_Assigned task_. Scan the records beneath this line for the line holding "use vigil_core::TranscribeError;" and the line holding "pub use gate::AmplitudeGate;", then transcribe exactly those two and all lines between.

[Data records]
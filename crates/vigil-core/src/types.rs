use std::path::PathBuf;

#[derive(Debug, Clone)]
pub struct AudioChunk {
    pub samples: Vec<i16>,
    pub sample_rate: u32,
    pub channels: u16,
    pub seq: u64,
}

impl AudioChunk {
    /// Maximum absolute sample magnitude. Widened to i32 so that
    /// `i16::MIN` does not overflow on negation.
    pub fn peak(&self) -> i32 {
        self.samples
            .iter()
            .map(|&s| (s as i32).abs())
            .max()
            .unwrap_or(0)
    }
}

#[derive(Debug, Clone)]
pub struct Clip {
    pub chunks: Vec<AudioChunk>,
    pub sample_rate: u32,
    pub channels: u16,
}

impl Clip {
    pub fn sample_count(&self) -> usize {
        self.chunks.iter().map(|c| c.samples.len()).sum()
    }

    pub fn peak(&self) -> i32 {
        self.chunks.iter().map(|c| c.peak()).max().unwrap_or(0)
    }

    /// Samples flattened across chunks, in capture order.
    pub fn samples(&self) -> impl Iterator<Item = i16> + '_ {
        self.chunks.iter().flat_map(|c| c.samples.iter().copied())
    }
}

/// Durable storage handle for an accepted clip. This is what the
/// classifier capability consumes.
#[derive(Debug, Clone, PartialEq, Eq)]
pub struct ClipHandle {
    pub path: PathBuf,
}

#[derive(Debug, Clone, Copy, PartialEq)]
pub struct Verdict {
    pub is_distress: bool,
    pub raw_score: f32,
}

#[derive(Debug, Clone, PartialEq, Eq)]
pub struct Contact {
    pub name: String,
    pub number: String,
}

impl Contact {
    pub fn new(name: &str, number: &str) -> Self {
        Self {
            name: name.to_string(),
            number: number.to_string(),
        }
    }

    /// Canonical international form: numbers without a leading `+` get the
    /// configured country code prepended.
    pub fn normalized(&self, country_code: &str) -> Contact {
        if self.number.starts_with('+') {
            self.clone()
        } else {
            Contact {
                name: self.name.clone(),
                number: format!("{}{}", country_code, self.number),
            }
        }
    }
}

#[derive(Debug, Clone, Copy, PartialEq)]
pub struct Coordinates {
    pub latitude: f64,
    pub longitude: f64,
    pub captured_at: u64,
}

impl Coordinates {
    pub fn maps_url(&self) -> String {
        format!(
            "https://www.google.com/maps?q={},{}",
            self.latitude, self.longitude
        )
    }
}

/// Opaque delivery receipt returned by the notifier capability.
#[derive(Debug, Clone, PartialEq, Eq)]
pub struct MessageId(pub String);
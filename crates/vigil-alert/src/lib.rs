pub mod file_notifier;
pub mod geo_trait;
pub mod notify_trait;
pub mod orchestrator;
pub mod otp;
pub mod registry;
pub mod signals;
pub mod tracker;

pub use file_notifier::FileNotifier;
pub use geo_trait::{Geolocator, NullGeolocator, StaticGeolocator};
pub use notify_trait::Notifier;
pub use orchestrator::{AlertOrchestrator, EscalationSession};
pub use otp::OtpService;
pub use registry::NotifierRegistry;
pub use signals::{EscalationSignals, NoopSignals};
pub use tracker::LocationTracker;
...
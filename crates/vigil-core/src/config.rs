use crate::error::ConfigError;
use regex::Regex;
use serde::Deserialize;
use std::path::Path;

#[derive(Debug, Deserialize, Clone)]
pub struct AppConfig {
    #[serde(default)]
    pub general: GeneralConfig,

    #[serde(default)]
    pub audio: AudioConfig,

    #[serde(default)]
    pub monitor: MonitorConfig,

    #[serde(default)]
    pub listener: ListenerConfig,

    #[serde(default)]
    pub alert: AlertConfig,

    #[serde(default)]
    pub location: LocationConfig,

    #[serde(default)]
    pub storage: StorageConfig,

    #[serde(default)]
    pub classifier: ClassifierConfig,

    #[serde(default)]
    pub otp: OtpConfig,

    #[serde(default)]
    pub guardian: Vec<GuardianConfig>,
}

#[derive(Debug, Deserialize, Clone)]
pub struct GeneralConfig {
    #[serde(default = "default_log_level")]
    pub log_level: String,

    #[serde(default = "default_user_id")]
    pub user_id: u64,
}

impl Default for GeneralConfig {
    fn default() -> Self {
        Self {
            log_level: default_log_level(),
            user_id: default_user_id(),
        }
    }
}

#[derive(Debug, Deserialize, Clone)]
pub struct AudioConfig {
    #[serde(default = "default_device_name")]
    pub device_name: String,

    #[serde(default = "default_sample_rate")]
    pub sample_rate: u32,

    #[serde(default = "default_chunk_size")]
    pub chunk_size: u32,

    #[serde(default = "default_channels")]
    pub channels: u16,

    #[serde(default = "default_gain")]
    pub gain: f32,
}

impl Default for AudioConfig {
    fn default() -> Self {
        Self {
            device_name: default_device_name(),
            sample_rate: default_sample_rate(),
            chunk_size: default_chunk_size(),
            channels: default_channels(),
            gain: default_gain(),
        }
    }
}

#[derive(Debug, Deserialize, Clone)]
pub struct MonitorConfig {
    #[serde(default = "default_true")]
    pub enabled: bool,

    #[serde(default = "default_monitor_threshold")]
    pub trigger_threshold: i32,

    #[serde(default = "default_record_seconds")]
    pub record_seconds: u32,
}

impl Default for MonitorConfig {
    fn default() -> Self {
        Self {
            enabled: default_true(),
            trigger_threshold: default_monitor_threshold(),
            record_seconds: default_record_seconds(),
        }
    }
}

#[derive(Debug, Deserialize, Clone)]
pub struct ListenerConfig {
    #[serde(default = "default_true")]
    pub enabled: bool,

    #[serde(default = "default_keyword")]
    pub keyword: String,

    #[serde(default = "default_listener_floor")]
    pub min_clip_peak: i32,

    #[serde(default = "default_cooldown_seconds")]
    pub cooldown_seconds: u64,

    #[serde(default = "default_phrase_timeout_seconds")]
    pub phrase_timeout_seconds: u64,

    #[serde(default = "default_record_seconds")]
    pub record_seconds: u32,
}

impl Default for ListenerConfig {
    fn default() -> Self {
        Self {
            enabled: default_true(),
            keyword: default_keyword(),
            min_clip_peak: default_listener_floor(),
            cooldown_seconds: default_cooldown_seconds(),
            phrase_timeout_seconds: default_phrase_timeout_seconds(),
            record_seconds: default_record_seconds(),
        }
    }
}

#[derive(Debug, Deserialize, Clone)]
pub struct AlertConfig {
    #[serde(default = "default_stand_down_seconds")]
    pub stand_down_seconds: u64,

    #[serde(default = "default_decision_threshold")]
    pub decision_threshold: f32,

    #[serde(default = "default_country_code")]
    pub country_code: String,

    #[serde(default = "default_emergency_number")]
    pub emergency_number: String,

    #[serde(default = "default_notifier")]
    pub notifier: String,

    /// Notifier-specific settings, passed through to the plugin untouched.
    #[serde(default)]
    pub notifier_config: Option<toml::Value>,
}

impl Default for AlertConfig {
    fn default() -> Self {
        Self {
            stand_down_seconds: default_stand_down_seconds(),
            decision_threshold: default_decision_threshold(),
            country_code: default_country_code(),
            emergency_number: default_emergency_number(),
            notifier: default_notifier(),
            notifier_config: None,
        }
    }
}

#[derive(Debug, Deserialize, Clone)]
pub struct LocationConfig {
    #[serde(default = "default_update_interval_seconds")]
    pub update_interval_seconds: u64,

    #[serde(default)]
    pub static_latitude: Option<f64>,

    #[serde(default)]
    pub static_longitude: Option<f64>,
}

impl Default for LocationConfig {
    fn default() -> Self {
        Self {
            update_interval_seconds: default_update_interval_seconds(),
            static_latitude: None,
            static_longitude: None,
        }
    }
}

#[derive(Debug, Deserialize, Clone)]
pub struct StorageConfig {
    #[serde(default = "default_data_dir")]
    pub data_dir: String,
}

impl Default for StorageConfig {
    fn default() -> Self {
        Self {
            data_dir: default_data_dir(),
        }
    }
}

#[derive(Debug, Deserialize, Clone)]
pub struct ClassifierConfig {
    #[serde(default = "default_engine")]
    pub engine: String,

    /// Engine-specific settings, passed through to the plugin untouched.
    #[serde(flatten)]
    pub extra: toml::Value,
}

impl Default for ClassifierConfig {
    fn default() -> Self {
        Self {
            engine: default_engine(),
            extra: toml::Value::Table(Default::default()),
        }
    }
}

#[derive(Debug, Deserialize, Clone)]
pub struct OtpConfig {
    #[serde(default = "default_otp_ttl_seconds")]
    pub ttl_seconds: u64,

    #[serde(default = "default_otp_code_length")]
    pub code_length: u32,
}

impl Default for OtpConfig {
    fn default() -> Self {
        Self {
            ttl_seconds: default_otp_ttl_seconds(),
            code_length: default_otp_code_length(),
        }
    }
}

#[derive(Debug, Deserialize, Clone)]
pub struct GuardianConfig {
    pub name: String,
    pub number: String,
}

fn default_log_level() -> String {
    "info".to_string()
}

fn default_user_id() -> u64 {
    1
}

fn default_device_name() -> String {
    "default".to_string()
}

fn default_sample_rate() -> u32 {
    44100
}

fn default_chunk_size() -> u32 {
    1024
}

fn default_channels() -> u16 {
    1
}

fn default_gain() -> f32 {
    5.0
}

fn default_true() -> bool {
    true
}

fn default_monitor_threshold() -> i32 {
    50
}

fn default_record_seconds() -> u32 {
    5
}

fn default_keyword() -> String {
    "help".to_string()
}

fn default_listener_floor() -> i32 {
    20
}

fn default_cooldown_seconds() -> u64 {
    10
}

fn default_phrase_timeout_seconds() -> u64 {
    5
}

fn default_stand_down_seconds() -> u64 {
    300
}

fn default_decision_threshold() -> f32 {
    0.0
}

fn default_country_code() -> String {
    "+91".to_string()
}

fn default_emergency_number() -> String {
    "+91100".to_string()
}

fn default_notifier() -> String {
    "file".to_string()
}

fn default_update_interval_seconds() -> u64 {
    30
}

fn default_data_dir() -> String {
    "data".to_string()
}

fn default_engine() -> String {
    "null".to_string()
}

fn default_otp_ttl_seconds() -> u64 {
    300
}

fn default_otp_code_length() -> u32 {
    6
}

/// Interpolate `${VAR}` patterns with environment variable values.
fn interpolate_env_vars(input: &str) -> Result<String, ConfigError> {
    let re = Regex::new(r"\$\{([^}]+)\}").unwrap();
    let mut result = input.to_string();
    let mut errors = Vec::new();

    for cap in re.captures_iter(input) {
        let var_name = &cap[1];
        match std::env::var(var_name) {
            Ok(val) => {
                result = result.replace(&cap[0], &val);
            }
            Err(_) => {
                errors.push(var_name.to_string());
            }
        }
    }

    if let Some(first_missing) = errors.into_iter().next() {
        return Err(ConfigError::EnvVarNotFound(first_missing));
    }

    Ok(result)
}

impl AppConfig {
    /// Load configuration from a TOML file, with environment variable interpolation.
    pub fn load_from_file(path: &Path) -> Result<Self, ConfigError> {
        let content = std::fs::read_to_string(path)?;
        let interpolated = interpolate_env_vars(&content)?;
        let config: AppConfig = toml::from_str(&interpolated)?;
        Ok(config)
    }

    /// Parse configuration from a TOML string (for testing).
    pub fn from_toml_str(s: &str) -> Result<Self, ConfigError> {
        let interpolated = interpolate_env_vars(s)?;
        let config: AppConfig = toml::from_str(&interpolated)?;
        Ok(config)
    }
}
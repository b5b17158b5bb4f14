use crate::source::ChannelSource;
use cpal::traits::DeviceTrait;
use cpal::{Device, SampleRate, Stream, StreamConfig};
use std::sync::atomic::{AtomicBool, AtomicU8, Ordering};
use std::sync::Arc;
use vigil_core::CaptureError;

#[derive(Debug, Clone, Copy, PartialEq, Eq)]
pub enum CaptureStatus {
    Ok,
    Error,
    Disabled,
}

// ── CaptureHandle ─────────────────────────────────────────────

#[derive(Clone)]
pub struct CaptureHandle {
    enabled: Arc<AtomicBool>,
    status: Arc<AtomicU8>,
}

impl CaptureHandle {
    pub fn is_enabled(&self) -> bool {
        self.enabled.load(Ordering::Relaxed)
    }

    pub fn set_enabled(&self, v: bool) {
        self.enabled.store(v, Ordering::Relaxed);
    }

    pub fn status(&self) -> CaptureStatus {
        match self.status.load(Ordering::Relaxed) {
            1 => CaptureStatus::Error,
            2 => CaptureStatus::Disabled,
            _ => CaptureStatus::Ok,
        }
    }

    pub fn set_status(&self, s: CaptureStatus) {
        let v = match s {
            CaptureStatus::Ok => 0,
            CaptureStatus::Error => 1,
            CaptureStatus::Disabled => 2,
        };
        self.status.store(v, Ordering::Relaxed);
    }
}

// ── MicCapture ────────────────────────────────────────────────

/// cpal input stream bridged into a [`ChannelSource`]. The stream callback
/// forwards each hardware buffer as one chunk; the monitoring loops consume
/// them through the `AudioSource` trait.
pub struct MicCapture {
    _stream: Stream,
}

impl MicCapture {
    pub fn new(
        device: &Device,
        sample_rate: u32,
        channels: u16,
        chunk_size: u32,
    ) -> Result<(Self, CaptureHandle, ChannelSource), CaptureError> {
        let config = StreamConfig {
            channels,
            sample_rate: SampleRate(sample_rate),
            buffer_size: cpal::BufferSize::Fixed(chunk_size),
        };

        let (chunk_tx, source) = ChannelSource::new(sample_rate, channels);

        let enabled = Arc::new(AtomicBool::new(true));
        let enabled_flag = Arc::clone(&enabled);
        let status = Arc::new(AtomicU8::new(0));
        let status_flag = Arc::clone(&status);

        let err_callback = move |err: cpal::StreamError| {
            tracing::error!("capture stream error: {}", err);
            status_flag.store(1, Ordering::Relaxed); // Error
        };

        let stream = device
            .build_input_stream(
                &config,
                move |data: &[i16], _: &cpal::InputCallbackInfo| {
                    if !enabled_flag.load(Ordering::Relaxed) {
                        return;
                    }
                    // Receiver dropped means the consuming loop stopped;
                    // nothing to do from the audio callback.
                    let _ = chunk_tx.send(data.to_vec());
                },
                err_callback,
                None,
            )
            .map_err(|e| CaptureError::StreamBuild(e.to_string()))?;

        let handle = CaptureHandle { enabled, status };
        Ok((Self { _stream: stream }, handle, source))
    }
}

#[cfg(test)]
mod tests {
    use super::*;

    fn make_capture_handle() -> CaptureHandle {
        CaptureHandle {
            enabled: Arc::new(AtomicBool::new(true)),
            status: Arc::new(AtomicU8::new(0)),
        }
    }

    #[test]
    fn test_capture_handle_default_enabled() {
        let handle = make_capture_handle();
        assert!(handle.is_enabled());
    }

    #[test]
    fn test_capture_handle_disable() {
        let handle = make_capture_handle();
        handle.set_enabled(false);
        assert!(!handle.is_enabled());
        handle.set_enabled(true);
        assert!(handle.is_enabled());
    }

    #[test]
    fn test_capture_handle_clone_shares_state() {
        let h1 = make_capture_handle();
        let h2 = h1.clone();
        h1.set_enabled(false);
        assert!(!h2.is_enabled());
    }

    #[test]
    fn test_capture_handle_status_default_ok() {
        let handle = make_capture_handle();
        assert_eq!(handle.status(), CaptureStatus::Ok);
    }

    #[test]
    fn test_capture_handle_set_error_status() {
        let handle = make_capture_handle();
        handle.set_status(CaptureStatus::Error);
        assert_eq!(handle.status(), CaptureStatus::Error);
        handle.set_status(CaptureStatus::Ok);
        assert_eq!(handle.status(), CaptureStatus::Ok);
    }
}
* * *
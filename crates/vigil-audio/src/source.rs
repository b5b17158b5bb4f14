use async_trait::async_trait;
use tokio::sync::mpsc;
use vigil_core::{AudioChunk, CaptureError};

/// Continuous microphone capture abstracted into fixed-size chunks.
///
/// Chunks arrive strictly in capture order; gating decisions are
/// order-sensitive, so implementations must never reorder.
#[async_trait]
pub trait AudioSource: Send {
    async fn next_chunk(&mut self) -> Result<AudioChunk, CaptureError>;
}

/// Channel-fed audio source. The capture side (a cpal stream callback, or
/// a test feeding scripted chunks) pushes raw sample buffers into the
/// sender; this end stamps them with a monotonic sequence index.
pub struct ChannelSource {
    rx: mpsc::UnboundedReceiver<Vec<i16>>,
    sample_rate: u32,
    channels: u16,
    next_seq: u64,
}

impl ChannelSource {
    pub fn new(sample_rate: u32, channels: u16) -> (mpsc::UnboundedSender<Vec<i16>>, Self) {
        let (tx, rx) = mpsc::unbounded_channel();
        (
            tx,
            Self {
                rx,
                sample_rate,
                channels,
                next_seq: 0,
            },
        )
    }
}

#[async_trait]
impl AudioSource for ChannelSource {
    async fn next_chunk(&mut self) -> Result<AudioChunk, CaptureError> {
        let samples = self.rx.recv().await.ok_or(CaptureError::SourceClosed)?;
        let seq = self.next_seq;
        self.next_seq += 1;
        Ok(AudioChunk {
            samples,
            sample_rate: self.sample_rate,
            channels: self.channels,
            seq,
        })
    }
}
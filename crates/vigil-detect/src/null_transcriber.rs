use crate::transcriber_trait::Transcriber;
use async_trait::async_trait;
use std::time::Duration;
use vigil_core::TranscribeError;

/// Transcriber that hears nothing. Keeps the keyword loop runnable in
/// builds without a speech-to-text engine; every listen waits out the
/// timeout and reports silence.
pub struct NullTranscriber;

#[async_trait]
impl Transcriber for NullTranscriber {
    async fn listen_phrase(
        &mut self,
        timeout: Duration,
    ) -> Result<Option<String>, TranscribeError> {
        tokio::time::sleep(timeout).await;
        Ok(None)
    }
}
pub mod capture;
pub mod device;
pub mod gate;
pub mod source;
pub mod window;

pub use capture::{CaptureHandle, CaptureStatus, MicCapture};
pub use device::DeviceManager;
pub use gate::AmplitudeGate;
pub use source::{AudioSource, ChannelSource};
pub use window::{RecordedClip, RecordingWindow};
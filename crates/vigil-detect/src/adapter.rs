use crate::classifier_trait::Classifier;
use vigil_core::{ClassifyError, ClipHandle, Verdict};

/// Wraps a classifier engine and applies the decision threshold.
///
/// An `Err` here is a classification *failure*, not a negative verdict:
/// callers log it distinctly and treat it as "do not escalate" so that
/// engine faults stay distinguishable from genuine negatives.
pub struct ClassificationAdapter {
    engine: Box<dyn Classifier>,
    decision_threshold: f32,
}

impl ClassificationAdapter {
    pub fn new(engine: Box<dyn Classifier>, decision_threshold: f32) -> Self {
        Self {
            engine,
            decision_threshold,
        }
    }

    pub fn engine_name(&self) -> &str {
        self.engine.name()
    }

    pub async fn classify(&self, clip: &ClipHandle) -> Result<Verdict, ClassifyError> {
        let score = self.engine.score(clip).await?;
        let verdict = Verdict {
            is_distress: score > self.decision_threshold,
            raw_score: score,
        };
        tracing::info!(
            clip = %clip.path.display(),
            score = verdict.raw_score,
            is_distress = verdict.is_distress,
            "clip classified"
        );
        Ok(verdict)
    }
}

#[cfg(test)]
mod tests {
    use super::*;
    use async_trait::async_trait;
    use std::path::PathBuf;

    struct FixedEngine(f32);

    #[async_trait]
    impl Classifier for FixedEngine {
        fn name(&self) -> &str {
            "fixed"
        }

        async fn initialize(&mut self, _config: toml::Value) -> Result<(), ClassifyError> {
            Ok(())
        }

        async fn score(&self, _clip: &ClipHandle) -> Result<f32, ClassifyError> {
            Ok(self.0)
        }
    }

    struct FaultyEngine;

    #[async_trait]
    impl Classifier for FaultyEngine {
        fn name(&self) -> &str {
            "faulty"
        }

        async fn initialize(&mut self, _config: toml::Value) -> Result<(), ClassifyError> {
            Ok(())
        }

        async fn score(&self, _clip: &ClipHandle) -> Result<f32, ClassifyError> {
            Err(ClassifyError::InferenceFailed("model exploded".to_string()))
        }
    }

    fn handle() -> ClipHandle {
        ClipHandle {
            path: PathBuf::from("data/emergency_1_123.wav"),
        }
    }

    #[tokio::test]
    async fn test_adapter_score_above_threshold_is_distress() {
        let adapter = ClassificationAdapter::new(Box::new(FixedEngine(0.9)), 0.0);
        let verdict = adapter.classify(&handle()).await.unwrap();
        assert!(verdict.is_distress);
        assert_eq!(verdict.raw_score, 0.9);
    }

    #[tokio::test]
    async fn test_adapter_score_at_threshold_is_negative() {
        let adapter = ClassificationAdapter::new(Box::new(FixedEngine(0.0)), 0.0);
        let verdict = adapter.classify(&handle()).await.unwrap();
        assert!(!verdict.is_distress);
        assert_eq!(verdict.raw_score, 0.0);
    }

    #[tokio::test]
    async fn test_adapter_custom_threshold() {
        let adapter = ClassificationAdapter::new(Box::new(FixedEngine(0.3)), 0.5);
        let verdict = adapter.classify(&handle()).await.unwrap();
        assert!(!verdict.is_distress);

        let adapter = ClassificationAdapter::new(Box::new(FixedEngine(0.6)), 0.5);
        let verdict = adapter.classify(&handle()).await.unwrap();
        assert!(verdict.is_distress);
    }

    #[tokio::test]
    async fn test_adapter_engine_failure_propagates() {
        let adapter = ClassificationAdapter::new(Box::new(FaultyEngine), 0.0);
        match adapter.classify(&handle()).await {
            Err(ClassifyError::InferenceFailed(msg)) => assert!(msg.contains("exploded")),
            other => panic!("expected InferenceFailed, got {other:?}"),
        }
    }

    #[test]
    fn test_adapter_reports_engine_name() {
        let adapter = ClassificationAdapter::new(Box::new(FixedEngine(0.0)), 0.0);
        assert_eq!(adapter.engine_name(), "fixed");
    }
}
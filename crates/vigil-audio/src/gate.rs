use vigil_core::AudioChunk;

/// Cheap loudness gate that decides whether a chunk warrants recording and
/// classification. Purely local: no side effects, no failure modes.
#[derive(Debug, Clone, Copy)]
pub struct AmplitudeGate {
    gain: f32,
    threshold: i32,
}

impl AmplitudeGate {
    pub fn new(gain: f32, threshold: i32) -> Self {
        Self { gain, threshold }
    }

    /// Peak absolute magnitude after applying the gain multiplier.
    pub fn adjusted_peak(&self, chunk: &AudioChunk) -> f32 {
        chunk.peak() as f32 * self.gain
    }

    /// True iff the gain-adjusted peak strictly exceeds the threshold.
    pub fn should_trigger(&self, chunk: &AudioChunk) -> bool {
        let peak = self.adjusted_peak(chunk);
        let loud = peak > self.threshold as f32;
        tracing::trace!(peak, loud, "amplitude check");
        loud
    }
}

_Response box_.
use vigil_core::TranscribeError;

/// Transcriber that hears nothing. Keeps the keyword loop runnable in
/// builds without a speech-to-text engine; every listen waits out the
/// timeout and reports silence.
pub struct NullTranscriber;

#[async_trait]
impl Transcriber for NullTranscriber {
    async fn listen_phrase(
        &mut self,
        timeout: Duration,
    ) -> Result<Option<String>, TranscribeError> {
        tokio::time::sleep(timeout).await;
        Ok(None)
    }
}
pub mod capture;
pub mod device;
pub mod gate;
pub mod source;
pub mod window;

pub use capture::{CaptureHandle, CaptureStatus, MicCapture};
pub use device::DeviceManager;
pub use gate::AmplitudeGate;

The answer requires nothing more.